Abstract
Objective
In the context of concerns regarding hospital access block, this paper provides a descriptive longitudinal analysis of mental health–related ED episodes in Australian public hospitals between 2016-17 and 2020-21.
Method
We descriptively analysed Australian Institute of Health and Welfare data for mental health–related ED presentations, outcomes and 5-year trends for Australian public hospitals.
Results
There were more than 300,000 Australian mental health–related ED presentations in 2020-21. Presentations increased by an average annual rate of 2.8% between 2016-17 and 2020-21, commonly involving first responder (police, paramedic) attendance.

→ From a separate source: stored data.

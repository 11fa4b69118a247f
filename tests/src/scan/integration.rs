#![cfg(test)]
use std::str::FromStr;
use std::time::Duration;

use portscout_common::config::ScanConfig;
use portscout_common::network::range::PortRange;
use portscout_common::network::target::Target;
use portscout_common::ScanError;
use portscout_core::scanner::{NoProgress, ScanResult, Scanner};
use tokio_util::sync::CancellationToken;

use crate::utils::{localhost, localhost_config, MockProber, RecordingObserver};

async fn run_mock(scanner: &Scanner<MockProber>, config: &ScanConfig) -> ScanResult {
    scanner
        .run(config, &NoProgress, &CancellationToken::new())
        .await
        .expect("scan against the mock should succeed")
}

/// Only the three listening ports come back, in ascending order.
#[tokio::test]
async fn reports_exactly_the_open_ports() {
    let scanner = Scanner::new(MockProber::with_open_ports([443, 22, 80]));
    let result = run_mock(&scanner, &localhost_config(1, 1000, 64)).await;

    assert_eq!(result.open_ports, vec![22, 80, 443]);
    assert_eq!(result.probed, 1000);
    assert_eq!(scanner.prober().calls(), 1000);
    assert_eq!(scanner.prober().in_flight(), 0);
    assert!(result.failures.is_empty());
}

/// Completion order changes with the concurrency level, the result does not.
#[tokio::test]
async fn result_is_independent_of_concurrency() {
    let open = [1, 7, 22, 80, 443, 999, 1000];

    let sequential = Scanner::new(MockProber::with_open_ports(open));
    let parallel = Scanner::new(MockProber::with_open_ports(open));

    let one = run_mock(&sequential, &localhost_config(1, 1000, 1)).await;
    let fifty = run_mock(&parallel, &localhost_config(1, 1000, 50)).await;

    assert_eq!(one.open_ports, fifty.open_ports);
    assert_eq!(one.open_ports, open.to_vec());
    assert!(fifty.open_ports.windows(2).all(|w| w[0] < w[1]));
}

#[tokio::test]
async fn repeated_scans_are_identical() {
    let scanner = Scanner::new(MockProber::with_open_ports([5, 3, 9]).failing_on([4]));
    let config = localhost_config(1, 20, 6);

    let first = run_mock(&scanner, &config).await;
    let second = run_mock(&scanner, &config).await;

    assert_eq!(first.open_ports, second.open_ports);
    assert_eq!(first.failures, second.failures);
}

#[tokio::test]
async fn progress_is_monotonic_and_ends_at_total() {
    let scanner = Scanner::new(MockProber::with_open_ports([10]));
    let observer = RecordingObserver::default();

    scanner
        .run(&localhost_config(100, 299, 17), &observer, &CancellationToken::new())
        .await
        .unwrap();

    let events = observer.events();
    assert_eq!(events.len(), 200);
    assert!(events.iter().all(|(_, total)| *total == 200));
    assert!(events.windows(2).all(|w| w[0].0 < w[1].0));
    assert_eq!(observer.last(), Some((200, 200)));
}

#[tokio::test]
async fn invalid_ranges_never_reach_the_prober() {
    let scanner = Scanner::new(MockProber::with_open_ports([22]));

    for range in [PortRange { start: 100, end: 50 }, PortRange { start: 0, end: 80 }] {
        let config = ScanConfig::new(localhost(), range);
        let result = scanner
            .run(&config, &NoProgress, &CancellationToken::new())
            .await;
        assert!(matches!(result, Err(ScanError::InvalidRange { .. })));
    }

    assert_eq!(
        PortRange::new(1, 65536),
        Err(ScanError::InvalidRange { start: 1, end: 65536 })
    );
    assert_eq!(scanner.prober().calls(), 0);
}

#[tokio::test]
async fn unresolvable_target_is_fatal_before_probing() {
    let scanner = Scanner::new(MockProber::with_open_ports([22]));
    let target = Target::from_str("portscout-nowhere.invalid").unwrap();
    let config = ScanConfig::new(target, PortRange { start: 1, end: 100 });

    let result = scanner
        .run(&config, &NoProgress, &CancellationToken::new())
        .await;

    assert!(matches!(result, Err(ScanError::UnresolvableTarget { .. })));
    assert_eq!(scanner.prober().calls(), 0);
}

/// Per-port errors are kept on the result and do not stop the scan.
#[tokio::test]
async fn port_errors_do_not_abort_the_scan() {
    let scanner = Scanner::new(MockProber::with_open_ports([4, 7]).failing_on([6, 5]));
    let result = run_mock(&scanner, &localhost_config(1, 10, 3)).await;

    assert_eq!(result.open_ports, vec![4, 7]);
    assert_eq!(
        result.failures.iter().map(|f| f.port).collect::<Vec<u16>>(),
        vec![5, 6]
    );
    assert_eq!(result.probed, 10);
    assert_eq!(scanner.prober().calls(), 10);
}

#[tokio::test]
async fn in_flight_probes_never_exceed_concurrency() {
    for concurrency in [1, 4, 10] {
        let scanner =
            Scanner::new(MockProber::default().with_delay(Duration::from_millis(1)));
        run_mock(&scanner, &localhost_config(1, 120, concurrency)).await;

        let peak = scanner.prober().max_in_flight();
        assert!(peak <= concurrency, "peak {peak} exceeded {concurrency}");
        assert!(peak >= 1);
        if concurrency > 1 {
            assert!(peak > 1, "probes never overlapped at concurrency {concurrency}");
        }
    }
}

#[tokio::test]
async fn cancelling_mid_scan_yields_no_result() {
    let scanner = Scanner::new(
        MockProber::with_open_ports([1, 2, 3]).with_delay(Duration::from_millis(20)),
    );
    let observer = RecordingObserver::default();
    let cancel = CancellationToken::new();
    let config = localhost_config(1, 1000, 10);

    let (result, ()) = tokio::join!(scanner.run(&config, &observer, &cancel), async {
        tokio::time::sleep(Duration::from_millis(60)).await;
        cancel.cancel();
    });

    assert_eq!(result.unwrap_err(), ScanError::Cancelled);
    let (completed, total) = observer.last().unwrap_or((0, 1000));
    assert!(completed < total);
    assert!(scanner.prober().calls() < 1000);
    assert!(scanner.prober().max_in_flight() > 0);
    assert_eq!(scanner.prober().in_flight(), 0, "dropped connects still held");
}

#[tokio::test]
async fn cancelled_token_stops_scan_before_any_probe() {
    let scanner = Scanner::new(MockProber::with_open_ports([22]));
    let cancel = CancellationToken::new();
    cancel.cancel();

    let result = scanner
        .run(&localhost_config(1, 100, 8), &NoProgress, &cancel)
        .await;

    assert_eq!(result.unwrap_err(), ScanError::Cancelled);
    assert_eq!(scanner.prober().calls(), 0);
}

From 2016-17 to 2020-21, the average annual rate of mental health–related ED presentations receiving a triage category of resuscitation increased by 13.7%, emergency by 9.4% and urgent by 4.7%. 90% of MH-related ED presentations were completed within 14 h, which was longer than the 90th percentile for all ED presentations (up to 8 h).
Conclusions
Current mental health policies have not stemmed the rising tide of ED presentations. Mental health–related ED presentations are increasing in number and severity, likely due to health systemic and societal factors. Psychiatry patients stay longer in EDs than other patients. Healthcare reforms should be targeted to provide the best outcome based on principles of equity of access.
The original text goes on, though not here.